Channelized DSL targets multiservice

There are essentially three ways to transport voice traffic over a copper phone line using digital subscriber line (DSL) bandwidth: voice-over-Internet Protocol (IP), voice-over-asynchronous transfer mode (ATM) and channelized voice-over-DSL.

Voice-over-ATM puts digitized voice and emulated signaling information into ATM cells, which are transported over the phone line and through the network over a dedicated ATM private virtual connection.

Similarly, voice-over-IP places digital voice and emulated signaling into IP packets, and then transports them across the phone line along with other data.

The third method, channelized voice-over-DSL (CVoDSL), is an enhancement of digital subscriber line technology that transports voice traffic over DSL bandwidth not by packetizing, but rather by electronically dedicating physical-layer "channels" of DSL bandwidth over the phone line for each derived phone call.

On the customer end, the caller uses a standard phone plugged into a CVoDSL-enabled DSL modem, which digitizes each derived phone signal. When using pulse-code modulation encoding with no compression, each voice channel consumes 64 kbits/second of bandwidth in each direction without overhead.

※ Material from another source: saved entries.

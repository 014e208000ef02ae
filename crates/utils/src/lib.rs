//! Helpers shared by the harness binaries: logging setup and build version.

mod build_info;
pub mod logging;
pub mod version;
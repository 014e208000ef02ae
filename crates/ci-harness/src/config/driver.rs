use std::path::PathBuf;
use std::time::Duration;

use clap::Args;
use utils::logging::LOG_PATH_ENV_VAR;

use crate::orchestrator::OrchestratorConfig;
use crate::orchestrator::DEFAULT_LOG_COMMAND;

/// Settings shared by `run` and `batch`.
#[derive(Args, Debug, Clone)]
pub struct DriverArgs {
    #[arg(
        long,
        env = "KUBECONFIG",
        value_hint = clap::ValueHint::FilePath,
        help = "Path to kubeconfig file (defaults to cluster config or ~/.kube/config)"
    )]
    pub kubeconfig: Option<PathBuf>,

    #[arg(
        long,
        default_value = ".",
        value_hint = clap::ValueHint::DirPath,
        help = "Directory the rendered manifests are written to"
    )]
    pub workdir: PathBuf,

    #[arg(
        long,
        default_value_t = 1800,
        help = "Seconds to wait for every pod of a job to be Running and Ready"
    )]
    pub ready_timeout_secs: u64,

    #[arg(
        long,
        help = "Fail the job when pods are not ready in time instead of following the log anyway"
    )]
    pub ready_timeout_fatal: bool,

    #[arg(
        long,
        default_value_t = 7200,
        help = "Seconds to wait for the test summary in the leader pod's log"
    )]
    pub monitor_timeout_secs: u64,

    #[arg(
        long,
        default_value = DEFAULT_LOG_COMMAND,
        help = "Command following the leader pod's log; {namespace} and {pod} are substituted"
    )]
    pub log_command: String,

    #[arg(
        long,
        env = LOG_PATH_ENV_VAR,
        value_hint = clap::ValueHint::DirPath,
        help = "Also write logs to a daily rolling file in this directory"
    )]
    pub log_dir: Option<PathBuf>,
}

impl From<&DriverArgs> for OrchestratorConfig {
    fn from(args: &DriverArgs) -> Self {
        Self {
            workdir: args.workdir.clone(),
            ready_timeout: Duration::from_secs(args.ready_timeout_secs),
            ready_timeout_fatal: args.ready_timeout_fatal,
            monitor_timeout: Duration::from_secs(args.monitor_timeout_secs),
            log_command: args.log_command.clone(),
        }
    }
}
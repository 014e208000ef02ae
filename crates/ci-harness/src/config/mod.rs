pub mod batch;
pub mod cli;
pub mod driver;
pub mod launch;
pub mod run;

pub use batch::*;
pub use cli::*;
pub use driver::*;
pub use launch::*;
pub use run::*;
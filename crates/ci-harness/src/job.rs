use api_types::JobType;
use api_types::TestJobSpec;

/// A spec bound to a fresh run-id.
///
/// Concurrent runs are kept apart only by the run-id; two runs sharing one
/// would write into the same rendezvous directory.
#[derive(Debug, Clone)]
pub struct SubmittedJob {
    pub spec: TestJobSpec,
    pub run_id: String,
}

impl SubmittedJob {
    pub fn new(spec: TestJobSpec) -> Self {
        Self::with_run_id(spec, new_run_id())
    }

    pub fn with_run_id(spec: TestJobSpec, run_id: impl Into<String>) -> Self {
        Self {
            spec,
            run_id: run_id.into(),
        }
    }

    /// `{prefix}-{run_id}`; also the prefix of every pod name.
    pub fn job_name(&self) -> String {
        format!("{}-{}", self.spec.job_name_prefix, self.run_id)
    }

    pub fn config_map_name(&self) -> String {
        format!("{}-rendezvous", self.job_name())
    }

    /// Name suffix of the pod whose log carries the test summary; `None`
    /// for a single job, whose only pod has a generated name.
    pub fn leader_suffix(&self) -> Option<&'static str> {
        match self.spec.job_type {
            JobType::Single => None,
            JobType::MultiPdMix => Some("-node-0"),
            JobType::MultiPdSeparation => Some("-router-0"),
        }
    }
}

/// 8 lowercase hex characters from a v4 UUID.
pub fn new_run_id() -> String {
    let mut id = uuid::Uuid::new_v4().simple().to_string();
    id.truncate(8);
    id
}

#[cfg(test)]
pub(crate) mod tests {
    use api_types::EnvFlavor;
    use api_types::RoleSizes;
    use api_types::ServerArgs;
    use similar_asserts::assert_eq;

    use super::*;

    pub(crate) fn spec(job_type: JobType) -> TestJobSpec {
        TestJobSpec {
            job_type,
            image: "registry.local/sglang:ci".to_string(),
            namespace: "ci".to_string(),
            job_name_prefix: "sglang-ci".to_string(),
            model_path: "/models/qwen".to_string(),
            test_case: "test/srt/test_ascend.py".to_string(),
            sglang_source_relative_path: "sglang".to_string(),
            env: EnvFlavor::Ci,
            sizes: RoleSizes::default(),
            server_args: ServerArgs::default(),
            pass_env: Default::default(),
        }
    }

    #[test]
    fn run_id_is_eight_hex_chars() {
        let id = new_run_id();
        assert_eq!(id.len(), 8);
        assert!(id.chars().all(|c| c.is_ascii_hexdigit() && !c.is_ascii_uppercase()));
        assert!(new_run_id() != id);
    }

    #[test]
    fn names_derive_from_prefix_and_run_id() {
        let job = SubmittedJob::with_run_id(spec(JobType::MultiPdMix), "ab12cd34");
        assert_eq!(job.job_name(), "sglang-ci-ab12cd34");
        assert_eq!(job.config_map_name(), "sglang-ci-ab12cd34-rendezvous");
        assert_eq!(job.leader_suffix(), Some("-node-0"));
    }
}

The real impact-and the key to understanding CVoDSL and its application-lies in the architecture in which it best fits. CVoDSL is ideally suited for next-generation multiservice access platform (MSAP) equipment.

A multiservice access platform is designed for flexibility; it terminates not only data traffic, but also POTS voice, and has advanced higher-layer capabilities and intelligence. An MSAP terminates customer phone lines just like a digital subscriber line access multiplexer (DSLAM). But unlike a DSLAM, it handles both POTS (plain old telephone service) phone calls as well as data over a digital loop carrier (DSL) by filtering the bandwidth and sending the POTS and DSL frequencies to their respective line cards.

The POTS portion of the MSAP will digitize the analog voice signals and then pass them off to a time-domain multiplexed backplane, which then aggregates the signals and transports them to a Class 5 circuit switch.

A channelized voice call arrives at the MSAP from a dedicated port on the DSL chip set, so the MSAP has the flexibility to do one of several things with it: It can pass the signal onto the voice backplane with the rest of the digitized POTS traffic for transport to the Class 5 switch. But with integrated voice-over-ATM (VoATM) or VoIP voice packetization functionality, the MSAP can alternatively packetize the CVoDSL signals into ATM or IP, then hand them to the data backplane for transport to the data network.

CVoDSL is complementary to VoATM and VoIP in two ways. First, it is intended to enable next-generation MSAP equipment with derived voice capability; it is not necessarily intended for enabling deployed DSLAMs. Second, it can be used with VoATM and VoIP by enabling an MSAP to uniformly migrate both POTS and derived voice over DSL to a next-generation network.

Today, the "network cloud" is a fitting representation of the nebulous future of the telecommunications network. Next-generation networks based on soft-switch platforms promise great bandwidth and operational efficiencies as well as lucrative end-user features. But the transition of a 100-year-old voice network to one run largely by software could take decades, and will require a flexible access architecture.